The Great AI Money-Go-Round

Welcome to AI Collision 💥,

In today’s collision between AI and our world:

  • You spin me right round baby right round…
  • $100 billion for you (now give it back)
  • $300 billion for you (now give it back)

If that’s enough to get the money circulating, read on…

AI Collision 💥

Last week gave us one of the more surreal spectacles in the short but explosive history of artificial intelligence deals.

Nvidia, OpenAI and Oracle all lined up to throw hundreds of millions of dollars at each other.

Nvidia pays OpenAI for model access. OpenAI pays Oracle for compute and cloud. Oracle buys more Nvidia chips to keep the loop spinning.

It’s $100 billion shifting from one hand to the other, to the other to the other. And $300 billion shifting from one hand to the other, to the other to the other.

This great little illustration shows it best…

Source: Technopedia

Step back and look at it from above and you can’t help but laugh.

It’s like three billionaires sitting at a poker table passing the same $100 bill around in circles, each one pretending they’re wealthier than the last. Only here the chips aren’t $100 bills, they’re contracts worth hundreds of billions of dollars.

It’s the circular economy of AI.

Or is it the greatest accounting scandal in history.

Or the most bullish signal you’ll ever see for the sector.

If this were a sane world, Nvidia would simply hand OpenAI a few racks of H100 GPUs, OpenAI would give Oracle access to ChatGPT Enterprise, and Oracle would grant Nvidia free server time to test its next line of silicon.

Like we used to barter chickens for cows for steel and for beer, there was an easier outcome here. Barter, done.

Instead, what we get is a flurry of press releases about “strategic agreements” and “long-term partnerships” with numbers so big they hardly feel real. That’s the point, of course. Wall Street loves big numbers. $300 billion here, $100 billion there, suddenly you’ve got analysts raising targets, index funds upping allocations, and stock prices lurching higher.

And let’s not forget what those next quarterly figures and earnings forecasts are going to look like…

And that’s where the truth lies. This isn’t about the cash flows of today. It’s about the valuations of tomorrow.

Nvidia doesn’t need OpenAI’s money. Its quarterly revenue from data centre chips already dwarfs the entire deal. OpenAI makes money hand over fist, but also can’t scratch their backside without Microsoft having a say.

And Oracle? Well, it’s not like they’re about to suddenly displace AWS or Azure as the number one cloud provider.

But together, what they’re doing is quite important.

Take this for what it is, and that’s a massive rollout of AI infrastructure.

The companies at the centre of this storm are willing to pledge billions to secure the AI future and cement their place in it.

So, do you kind of laugh at all this or buy the stock?

Nvidia hit fresh all-time highs off all this, so can it keep going?

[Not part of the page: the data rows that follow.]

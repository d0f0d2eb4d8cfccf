//! Stats Cache Module
//!
//! Serves price statistics from a cached snapshot while the item data is
//! unchanged, bounded by a fixed TTL.

use std::fmt;
use std::io;
use std::sync::Arc;
use std::time::Duration;

use tokio::sync::RwLock;
use tracing::{debug, info, warn};

use super::{compute_stats, CacheEntry, StatsSnapshot};
use crate::error::Result;
use crate::store::ItemRepository;

/// Default maximum age of a cached snapshot.
pub const DEFAULT_STATS_TTL: Duration = Duration::from_secs(5 * 60);

/// Result of a stats lookup.
#[derive(Debug, Clone)]
pub struct StatsLookup {
    pub stats: StatsSnapshot,
    /// True when no recomputation happened
    pub from_cache: bool,
    /// Whole seconds since computation, only for cache hits
    pub cache_age: Option<u64>,
}

/// Why a cached snapshot could not be served.
#[derive(Debug)]
pub enum MissReason {
    /// Nothing has been computed yet
    Empty,
    /// The snapshot is older than the TTL
    Expired,
    /// The backing data changed since the snapshot was computed
    SourceModified,
    /// The modification time could not be read
    SourceUnavailable(io::Error),
}

impl fmt::Display for MissReason {
    fn fmt(&self, f: &mut fmt::Formatter<'_>) -> fmt::Result {
        match self {
            MissReason::Empty => write!(f, "empty"),
            MissReason::Expired => write!(f, "ttl expired"),
            MissReason::SourceModified => write!(f, "source modified"),
            MissReason::SourceUnavailable(e) => write!(f, "source mtime unavailable: {}", e),
        }
    }
}

// == Stats Cache ==
/// Single owned cache of the aggregate statistics.
///
/// The lock only guards swapping the entry in and out. It is never held
/// across a store read, so two concurrent misses both recompute and the
/// later one replaces the entry.
pub struct StatsCache {
    store: Arc<dyn ItemRepository>,
    ttl: Duration,
    entry: RwLock<Option<CacheEntry>>,
}

impl StatsCache {
    // == Constructor ==
    /// Creates an empty cache over `store` with the given TTL.
    pub fn new(store: Arc<dyn ItemRepository>, ttl: Duration) -> Self {
        Self {
            store,
            ttl,
            entry: RwLock::new(None),
        }
    }

    // == Get Stats ==
    /// Returns the statistics, recomputing them when the cached snapshot is
    /// missing, older than the TTL, or computed against different data.
    ///
    /// Store read failures propagate unchanged; validity-check failures only
    /// force a recomputation.
    pub async fn get_stats(&self) -> Result<StatsLookup> {
        let current = self.entry.read().await.clone();

        match self.check(current).await {
            Ok(entry) => {
                debug!("Serving stats from cache");
                return Ok(StatsLookup {
                    cache_age: Some(entry.age_secs()),
                    stats: entry.data,
                    from_cache: true,
                });
            }
            Err(MissReason::SourceUnavailable(e)) => {
                warn!("Error checking item data modification time: {}", e);
            }
            Err(reason) => {
                info!("Stats cache miss ({}), calculating fresh stats", reason);
            }
        }

        let stats = self.refresh().await?;
        Ok(StatsLookup {
            stats,
            from_cache: false,
            cache_age: None,
        })
    }

    /// Checks an entry in order: present, within TTL, source unchanged.
    async fn check(
        &self,
        entry: Option<CacheEntry>,
    ) -> std::result::Result<CacheEntry, MissReason> {
        let entry = entry.ok_or(MissReason::Empty)?;

        if entry.is_expired(self.ttl) {
            return Err(MissReason::Expired);
        }

        let current = self
            .store
            .last_modified()
            .await
            .map_err(MissReason::SourceUnavailable)?;
        if entry.source_changed(current) {
            return Err(MissReason::SourceModified);
        }

        Ok(entry)
    }

    // == Refresh ==
    /// Recomputes the snapshot and replaces the cached entry.
    ///
    /// The modification time is read before the items, so a write racing
    /// with the read leaves a mismatched stamp and forces another miss
    /// rather than pinning stale data.
    async fn refresh(&self) -> Result<StatsSnapshot> {
        let source_modified = match self.store.last_modified().await {
            Ok(modified) => Some(modified),
            Err(e) => {
                warn!("Item data modification time unavailable: {}", e);
                None
            }
        };

        let items = self.store.list().await?;
        let entry = CacheEntry::new(compute_stats(&items), source_modified);
        let stats = entry.data.clone();

        *self.entry.write().await = Some(entry);
        info!("Stats cache updated over {} items", items.len());

        Ok(stats)
    }
}
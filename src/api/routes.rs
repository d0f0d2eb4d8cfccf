//! API Routes
//!
//! Configures the Axum router with all catalog endpoints.

use axum::{routing::get, Router};
use tower_http::{
    cors::{Any, CorsLayer},
    trace::TraceLayer,
};

use super::handlers::{
    create_item_handler, get_item_handler, health_handler, list_items_handler, stats_handler,
    AppState,
};

/// Creates the main router with all endpoints configured.
///
/// # Endpoints
/// - `GET /api/items` - List items with search and pagination
/// - `POST /api/items` - Create an item
/// - `GET /api/items/:id` - Retrieve an item by id
/// - `GET /api/stats` - Cached price statistics
/// - `GET /health` - Health check endpoint
///
/// # Middleware
/// - CORS: Allows any origin, the frontend is served separately
/// - Tracing: Logs all requests for debugging
pub fn create_router(state: AppState) -> Router {
    // Configure CORS middleware
    let cors = CorsLayer::new()
        .allow_origin(Any)
        .allow_methods(Any)
        .allow_headers(Any);

    Router::new()
        .route("/api/items", get(list_items_handler).post(create_item_handler))
        .route("/api/items/:id", get(get_item_handler))
        .route("/api/stats", get(stats_handler))
        .route("/health", get(health_handler))
        .layer(cors)
        .layer(TraceLayer::new_for_http())
        .with_state(state)
}
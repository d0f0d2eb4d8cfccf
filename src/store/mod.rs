//! Item Store Module
//!
//! Persistence seam for the item collection. The whole collection is loaded
//! and rewritten on every access; there are no partial updates.

mod file;
mod memory;

use std::io;
use std::time::SystemTime;

use async_trait::async_trait;

use crate::error::Result;
use crate::models::Item;

pub use file::JsonFileStore;
pub use memory::InMemoryStore;

/// Repository trait for item persistence.
///
/// Writes are not serialized: two concurrent `list` + `replace_all`
/// sequences can interleave and the later write wins.
#[async_trait]
pub trait ItemRepository: Send + Sync {
    /// Loads the full item collection.
    async fn list(&self) -> Result<Vec<Item>>;

    /// Overwrites the full item collection.
    async fn replace_all(&self, items: &[Item]) -> Result<()>;

    /// Last modification time of the backing data.
    ///
    /// Used as a cheap change signal by the stats cache.
    async fn last_modified(&self) -> io::Result<SystemTime>;

    /// Appends a single item by rewriting the whole collection.
    async fn append(&self, item: Item) -> Result<()> {
        let mut items = self.list().await?;
        items.push(item);
        self.replace_all(&items).await
    }
}
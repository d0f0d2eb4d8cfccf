//! Error types for the catalog server
//!
//! Provides unified error handling using thiserror.

use axum::{
    extract::rejection::{JsonRejection, QueryRejection},
    http::StatusCode,
    response::{IntoResponse, Response},
    Json,
};
use thiserror::Error;

use crate::models::ErrorResponse;

// == Catalog Error Enum ==
/// Unified error type for the catalog server.
#[derive(Error, Debug)]
pub enum CatalogError {
    /// Requested item does not exist
    #[error("{0}")]
    NotFound(String),

    /// Request payload failed validation
    #[error("{0}")]
    InvalidInput(String),

    /// Backing file could not be read
    #[error("Failed to read item data")]
    ReadFailure(String),

    /// Backing file content is not a valid item collection
    #[error("Failed to parse item data")]
    ParseFailure(String),

    /// Backing file could not be written
    #[error("Failed to write item data")]
    PersistenceFailure(String),
}

impl CatalogError {
    /// HTTP status code this error is surfaced with.
    pub fn status_code(&self) -> StatusCode {
        match self {
            CatalogError::NotFound(_) => StatusCode::NOT_FOUND,
            CatalogError::InvalidInput(_) => StatusCode::BAD_REQUEST,
            CatalogError::ReadFailure(_)
            | CatalogError::ParseFailure(_)
            | CatalogError::PersistenceFailure(_) => StatusCode::INTERNAL_SERVER_ERROR,
        }
    }

    /// Server-side detail of a storage failure. Logged, never sent to clients.
    pub fn detail(&self) -> Option<&str> {
        match self {
            CatalogError::ReadFailure(detail)
            | CatalogError::ParseFailure(detail)
            | CatalogError::PersistenceFailure(detail) => Some(detail),
            CatalogError::NotFound(_) | CatalogError::InvalidInput(_) => None,
        }
    }
}

// == Extractor Rejections ==
impl From<JsonRejection> for CatalogError {
    fn from(rejection: JsonRejection) -> Self {
        CatalogError::InvalidInput(rejection.body_text())
    }
}

impl From<QueryRejection> for CatalogError {
    fn from(rejection: QueryRejection) -> Self {
        CatalogError::InvalidInput(rejection.body_text())
    }
}

// == IntoResponse Implementation ==
impl IntoResponse for CatalogError {
    fn into_response(self) -> Response {
        let status = self.status_code();
        if let Some(detail) = self.detail() {
            tracing::error!("Request failed: {}: {}", self, detail);
        }

        let body = Json(ErrorResponse::new(self.to_string()));

        (status, body).into_response()
    }
}

// == Result Type Alias ==
/// Convenience Result type for the catalog server.
pub type Result<T> = std::result::Result<T, CatalogError>;
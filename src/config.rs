//! Configuration Module
//!
//! Handles loading and managing server configuration from environment variables.

use std::env;
use std::path::PathBuf;
use std::time::Duration;

use crate::stats::DEFAULT_STATS_TTL;

/// Server configuration parameters.
///
/// All values can be configured via environment variables with sensible defaults.
#[derive(Debug, Clone)]
pub struct Config {
    /// Path to the JSON file holding the item collection
    pub data_path: PathBuf,
    /// HTTP server port
    pub server_port: u16,
    /// Maximum age in seconds of cached statistics
    pub stats_cache_ttl: u64,
    /// Page size used when a list request omits `limit`
    pub default_page_limit: u64,
}

impl Config {
    /// Creates a new Config by loading values from environment variables.
    ///
    /// # Environment Variables
    /// - `DATA_PATH` - Backing item file (default: data/items.json)
    /// - `SERVER_PORT` - HTTP server port (default: 3001)
    /// - `STATS_CACHE_TTL` - Stats cache TTL in seconds (default: 300)
    /// - `DEFAULT_PAGE_LIMIT` - Items per page when unspecified (default: 5)
    pub fn from_env() -> Self {
        let defaults = Self::default();
        Self {
            data_path: env::var("DATA_PATH")
                .ok()
                .filter(|v| !v.is_empty())
                .map(PathBuf::from)
                .unwrap_or(defaults.data_path),
            server_port: env::var("SERVER_PORT")
                .ok()
                .and_then(|v| v.parse().ok())
                .unwrap_or(defaults.server_port),
            stats_cache_ttl: env::var("STATS_CACHE_TTL")
                .ok()
                .and_then(|v| v.parse().ok())
                .unwrap_or(defaults.stats_cache_ttl),
            default_page_limit: env::var("DEFAULT_PAGE_LIMIT")
                .ok()
                .and_then(|v| v.parse::<u64>().ok())
                .filter(|limit| *limit > 0)
                .unwrap_or(defaults.default_page_limit),
        }
    }

    /// Stats cache TTL as a `Duration`.
    pub fn stats_ttl(&self) -> Duration {
        Duration::from_secs(self.stats_cache_ttl)
    }
}

impl Default for Config {
    fn default() -> Self {
        Self {
            data_path: PathBuf::from("data/items.json"),
            server_port: 3001,
            stats_cache_ttl: DEFAULT_STATS_TTL.as_secs(),
            default_page_limit: 5,
        }
    }
}

#[cfg(test)]
mod tests {
    use super::*;

    #[test]
    fn test_config_default() {
        let config = Config::default();
        assert_eq!(config.data_path, PathBuf::from("data/items.json"));
        assert_eq!(config.server_port, 3001);
        assert_eq!(config.stats_cache_ttl, 300);
        assert_eq!(config.default_page_limit, 5);
        assert_eq!(config.stats_ttl(), Duration::from_secs(300));
        assert_eq!(config.stats_ttl(), DEFAULT_STATS_TTL);
    }

    #[test]
    fn test_config_from_env_defaults() {
        // Clear any existing env vars to test defaults
        env::remove_var("DATA_PATH");
        env::remove_var("SERVER_PORT");
        env::remove_var("STATS_CACHE_TTL");
        env::remove_var("DEFAULT_PAGE_LIMIT");

        let config = Config::from_env();
        assert_eq!(config.data_path, PathBuf::from("data/items.json"));
        assert_eq!(config.server_port, 3001);
        assert_eq!(config.stats_cache_ttl, 300);
        assert_eq!(config.default_page_limit, 5);
    }
}
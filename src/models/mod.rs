//! Domain records and request/response models for the catalog API
//!
//! This module defines the item records and the DTOs (Data Transfer Objects)
//! used for serializing/deserializing HTTP request and response bodies.

pub mod item;
pub mod requests;
pub mod responses;

// Re-export commonly used types
pub use item::{Item, NewItem};
pub use requests::{CreateItemRequest, ListQuery};
pub use responses::{ErrorResponse, HealthResponse, ItemPage, StatsResponse};
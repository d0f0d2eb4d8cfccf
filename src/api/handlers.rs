//! API Handlers
//!
//! HTTP request handlers for each catalog endpoint.

use std::sync::Arc;
use std::time::Duration;

use axum::{
    extract::{
        rejection::{JsonRejection, QueryRejection},
        Path, Query, State,
    },
    http::StatusCode,
    Json,
};

use crate::config::Config;
use crate::error::{CatalogError, Result};
use crate::items::ItemsService;
use crate::models::{CreateItemRequest, HealthResponse, Item, ItemPage, ListQuery, StatsResponse};
use crate::stats::StatsCache;
use crate::store::{ItemRepository, JsonFileStore};

/// Application state shared across all handlers.
///
/// Both services share one store; the stats cache is the single instance
/// for the process.
#[derive(Clone)]
pub struct AppState {
    pub items: ItemsService,
    pub stats: Arc<StatsCache>,
    /// Page size used when `limit` is omitted
    pub default_page_limit: u64,
}

impl AppState {
    /// Creates a new AppState over the given store.
    pub fn new(
        store: Arc<dyn ItemRepository>,
        stats_ttl: Duration,
        default_page_limit: u64,
    ) -> Self {
        Self {
            items: ItemsService::new(store.clone()),
            stats: Arc::new(StatsCache::new(store, stats_ttl)),
            default_page_limit,
        }
    }

    /// Creates a new AppState from configuration.
    ///
    /// Items are read from the JSON file at `config.data_path`.
    pub fn from_config(config: &Config) -> Self {
        let store = Arc::new(JsonFileStore::new(config.data_path.clone()));
        Self::new(store, config.stats_ttl(), config.default_page_limit)
    }
}

/// Handler for GET /api/items
///
/// Lists items with optional `q` search and `page`/`limit` pagination.
/// A query string that cannot be decoded is rejected with a JSON 400.
pub async fn list_items_handler(
    State(state): State<AppState>,
    query: std::result::Result<Query<ListQuery>, QueryRejection>,
) -> Result<Json<ItemPage>> {
    let Query(query) = query?;

    let page = state
        .items
        .list(
            query.search(),
            query.page_number(),
            query.page_limit(state.default_page_limit),
        )
        .await?;

    Ok(Json(page))
}

/// Handler for GET /api/items/:id
///
/// A non-numeric id cannot match any item and is reported as not found.
pub async fn get_item_handler(
    State(state): State<AppState>,
    Path(id): Path<String>,
) -> Result<Json<Item>> {
    let id: u64 = id
        .parse()
        .map_err(|_| CatalogError::NotFound("Item not found".to_string()))?;

    let item = state.items.get_by_id(id).await?;
    Ok(Json(item))
}

/// Handler for POST /api/items
///
/// Creates an item and responds 201 with the assigned id.
pub async fn create_item_handler(
    State(state): State<AppState>,
    payload: std::result::Result<Json<CreateItemRequest>, JsonRejection>,
) -> Result<(StatusCode, Json<Item>)> {
    let Json(req) = payload?;

    let item = state.items.create(req.into()).await?;
    Ok((StatusCode::CREATED, Json(item)))
}

/// Handler for GET /api/stats
///
/// Returns price statistics, flagged with whether they came from cache.
pub async fn stats_handler(State(state): State<AppState>) -> Result<Json<StatsResponse>> {
    let lookup = state.stats.get_stats().await?;
    Ok(Json(lookup.into()))
}

/// Handler for GET /health
///
/// Returns health status of the server.
pub async fn health_handler() -> Json<HealthResponse> {
    Json(HealthResponse::healthy())
}
//! API Module
//!
//! HTTP handlers and routing for the catalog REST API.
//!
//! # Endpoints
//! - `GET /api/items` - List items with search and pagination
//! - `GET /api/items/:id` - Retrieve an item by id
//! - `POST /api/items` - Create an item
//! - `GET /api/stats` - Cached price statistics
//! - `GET /health` - Health check endpoint

pub mod handlers;
pub mod routes;

pub use handlers::*;
pub use routes::create_router;
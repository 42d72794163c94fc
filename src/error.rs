//! Domain errors. Everything here is fatal; soft problems are logged instead.

use std::path::PathBuf;
use thiserror::Error;

#[derive(Debug, Error)]
pub enum DemuxError {
    /// A lane holds several samples but one of them has no primary barcode.
    #[error("multiple samples in lane {lane} but missing barcode for sample: {sample}")]
    MissingBarcode { sample: String, lane: u32 },

    #[error("user must specify --use-bases-mask= for demultiplexing {library} data")]
    MissingBasesMask { library: String },

    #[error("type of demultiplexing not available: {0}")]
    UnsupportedType(String),

    /// The sheet has a column line but no samples under it.
    #[error("no sample rows for run {run_id}; nothing to demultiplex")]
    NoRecords { run_id: String },

    #[error("{what} does not exist: {}", path.display())]
    MissingResource { what: String, path: PathBuf },

    #[error("malformed {what} at {}: {reason}", path.display())]
    SheetFormat {
        what: String,
        path: PathBuf,
        reason: String,
    },
}

impl DemuxError {
    pub fn missing(what: impl Into<String>, path: impl Into<PathBuf>) -> Self {
        Self::MissingResource {
            what: what.into(),
            path: path.into(),
        }
    }
}
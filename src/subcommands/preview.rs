//! `alademux preview` — what a run looks like before demultiplexing it.

use anyhow::Result;
use clap::Args;
use itertools::Itertools;
use std::path::PathBuf;

use crate::config::PipelineConfig;
use crate::io::records::{RecordSource, TsvRecordSource};
use crate::io::runinfo;
use crate::model::{RawRecord, RUN_INFO};
use crate::transform;

#[derive(Args, Debug)]
pub struct CmdPreview {
    #[arg(short = 'r', long, value_name = "RUN")]
    pub run_id: String,
    #[arg(short = 'i', long)]
    pub run_path: Option<PathBuf>,
    /// Also summarize samples per lane from a LIMS export
    #[arg(long, value_name = "TSV")]
    pub records: Option<PathBuf>,
    #[arg(long, value_name = "JSON")]
    pub config: Option<PathBuf>,
}

impl CmdPreview {
    pub fn run(self) -> Result<()> {
        let config = PipelineConfig::resolve(self.config.as_deref())?;
        let run_folder = self
            .run_path
            .unwrap_or(config.run_root)
            .join(&self.run_id);

        let reads = runinfo::read_run_info(&run_folder.join(RUN_INFO))?;
        println!("Flow cell configuration: ");
        print!("{}", runinfo::summary_table(&reads));

        if let Some(export) = self.records {
            let recs = TsvRecordSource::new(&export).query(&self.run_id, None)?;
            println!();
            println!("Lane,Samples,Sample_Project");
            for (lane, n, projects) in lane_summary(&recs) {
                println!("{lane},{n},{projects}");
            }
        }
        Ok(())
    }
}

/// `(lane, samples, projects)` per lane in lane order, whatever order the
/// export came in.
pub fn lane_summary(recs: &[RawRecord]) -> Vec<(u32, usize, String)> {
    let counts = transform::count_per_lane(recs);
    counts
        .into_iter()
        .sorted()
        .map(|(lane, n)| {
            let projects = recs
                .iter()
                .filter(|r| r.lane == lane)
                .filter_map(|r| r.request.as_deref())
                .map(transform::normalize_project)
                .unique()
                .join(" ");
            (lane, n, projects)
        })
        .collect()
}

#[cfg(test)]
mod tests {
    use super::*;

    fn rec(lane: u32, request: &str) -> RawRecord {
        RawRecord {
            lane,
            request: Some(request.into()),
            ..Default::default()
        }
    }

    #[test]
    fn unsorted_export_gives_one_line_per_lane() {
        let recs = vec![
            rec(2, "1480R1"),
            rec(1, "1500R"),
            rec(2, "1481R"),
            rec(1, "1500R2"),
            rec(2, "1480R"),
        ];
        assert_eq!(
            lane_summary(&recs),
            [
                (1, 2, "1500R".to_string()),
                (2, 3, "1480R 1481R".to_string()),
            ]
        );
    }
}
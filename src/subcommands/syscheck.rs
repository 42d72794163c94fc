//! `alademux syscheck` — environment, demultiplexers and resource files.

use anyhow::Result;
use clap::Args;
use fs_err as fs;
use std::path::PathBuf;
use sysinfo::System;

use crate::config::PipelineConfig;
use crate::model::{default_threads, LibraryType};
use crate::util::tools;

#[derive(Args, Debug)]
pub struct CmdSyscheck {
    #[arg(long)]
    pub out: Option<PathBuf>,
    #[arg(long, value_name = "JSON")]
    pub config: Option<PathBuf>,
}

impl CmdSyscheck {
    pub fn run(self) -> Result<()> {
        let config = PipelineConfig::resolve(self.config.as_deref())?;
        let mut s = System::new_all();
        s.refresh_all();

        let mut executables = serde_json::Map::new();
        for (name, bin) in [
            ("bcl2fastq", &config.tools.bcl2fastq),
            ("cellranger", &config.tools.cellranger),
            ("cellranger-atac", &config.tools.cellranger_atac),
            ("longranger", &config.tools.longranger),
        ] {
            let entry = match tools::resolve_bin(bin) {
                Ok(path) => {
                    let version =
                        tools::get_version(&path).unwrap_or_else(|e| format!("error: {e}"));
                    serde_json::json!({ "path": path, "version": version })
                }
                Err(e) => {
                    log::warn!("{e}");
                    serde_json::json!({ "path": bin, "error": e.to_string() })
                }
            };
            executables.insert(name.to_string(), entry);
        }

        let mut resources = serde_json::Map::new();
        for library in LibraryType::ALL {
            let mut files = vec![config.transfer_template(library)];
            files.extend(config.tag_table(library));
            for f in files {
                resources.insert(f.display().to_string(), serde_json::json!(f.exists()));
            }
        }

        let obj = serde_json::json!({
            "alademux_version": env!("CARGO_PKG_VERSION"),
            "cpus": s.cpus().len(),
            "demux_threads": default_threads(),
            "total_memory_mb": s.total_memory() / 1024 / 1024,
            "config": config,
            "executables": executables,
            "resources": resources,
        });

        if let Some(path) = self.out {
            serde_json::to_writer_pretty(fs::File::create(path)?, &obj)?;
        } else {
            println!("{}", serde_json::to_string_pretty(&obj)?);
        }
        Ok(())
    }
}
//! Deployment configuration: where the demultiplexers, tag tables and
//! transfer templates live, and the default run/result roots.

use anyhow::{Context, Result};
use serde::{Deserialize, Serialize};
use std::path::{Path, PathBuf};

use crate::error::DemuxError;
use crate::model::LibraryType;

pub const CONFIG_ENV: &str = "ALADEMUX_CONFIG";

#[derive(Debug, Clone, PartialEq, Eq, Serialize, Deserialize)]
#[serde(default)]
pub struct Tools {
    pub bcl2fastq: PathBuf,
    pub cellranger: PathBuf,
    pub cellranger_atac: PathBuf,
    pub longranger: PathBuf,
}

impl Default for Tools {
    fn default() -> Self {
        Self {
            bcl2fastq: PathBuf::from("bcl2fastq"),
            cellranger: PathBuf::from("cellranger"),
            cellranger_atac: PathBuf::from("cellranger-atac"),
            longranger: PathBuf::from("longranger"),
        }
    }
}

#[derive(Debug, Clone, PartialEq, Eq, Serialize, Deserialize)]
#[serde(default)]
pub struct PipelineConfig {
    pub tools: Tools,
    /// Holds the tag tables and a `templates/` directory.
    pub resources_dir: PathBuf,
    /// Parent of instrument run folders.
    pub run_root: PathBuf,
    /// Parent of demultiplexing result folders.
    pub output_root: PathBuf,
}

impl Default for PipelineConfig {
    fn default() -> Self {
        Self {
            tools: Tools::default(),
            resources_dir: PathBuf::from("."),
            run_root: PathBuf::from("."),
            output_root: PathBuf::from("."),
        }
    }
}

impl PipelineConfig {
    pub fn load_from(path: &Path) -> Result<Self> {
        if !path.exists() {
            return Err(DemuxError::missing("config file", path).into());
        }
        let f = fs_err::File::open(path)?;
        let cfg: Self = serde_json::from_reader(f)
            .with_context(|| format!("parse config {}", path.display()))?;
        Ok(cfg)
    }

    /// Priority: explicit path > `ALADEMUX_CONFIG` > built-in defaults.
    pub fn resolve(explicit: Option<&Path>) -> Result<Self> {
        if let Some(p) = explicit {
            return Self::load_from(p);
        }
        match std::env::var_os(CONFIG_ENV) {
            Some(p) => Self::load_from(Path::new(&p)),
            None => {
                log::debug!("no config given; using defaults");
                Ok(Self::default())
            }
        }
    }

    /// Demultiplexer invoked for a library type.
    pub fn tool_for(&self, library: LibraryType) -> &Path {
        match library {
            LibraryType::Standard | LibraryType::PatchPcr | LibraryType::Nano => {
                &self.tools.bcl2fastq
            }
            LibraryType::TenX => &self.tools.cellranger,
            LibraryType::TenXAtac => &self.tools.cellranger_atac,
            LibraryType::TenXLong => &self.tools.longranger,
        }
    }

    pub fn tag_table(&self, library: LibraryType) -> Option<PathBuf> {
        library.tag_table().map(|f| self.resources_dir.join(f))
    }

    pub fn transfer_template(&self, library: LibraryType) -> PathBuf {
        self.resources_dir
            .join("templates")
            .join(library.transfer_template())
    }
}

And Oracle is on a wicked tear higher up 25% for the month and 100% in the last six months.

Critics will say this is smoke and mirrors, and they might have a point. It’s dangerous when three giants trade money they don’t technically have.

Or maybe this is exactly how a supercycle winds higher.

When railroads were built in the 19th century, investors didn’t wait for ticket sales to justify track laying. They piled in capital, leveraged it, and sometimes even recycled it between companies, because they understood scale was the key. Same with oil. Same with semiconductors.

Now it’s AI’s turn. You can dress it up as circular accounting, but what it really is… is hundreds of billions of dollars of capital being marshalled to build out the infrastructure for the AI economy.

GPUs, data centres, models, cloud capacity, robots, consumer facing AI devices… the flywheel is turning.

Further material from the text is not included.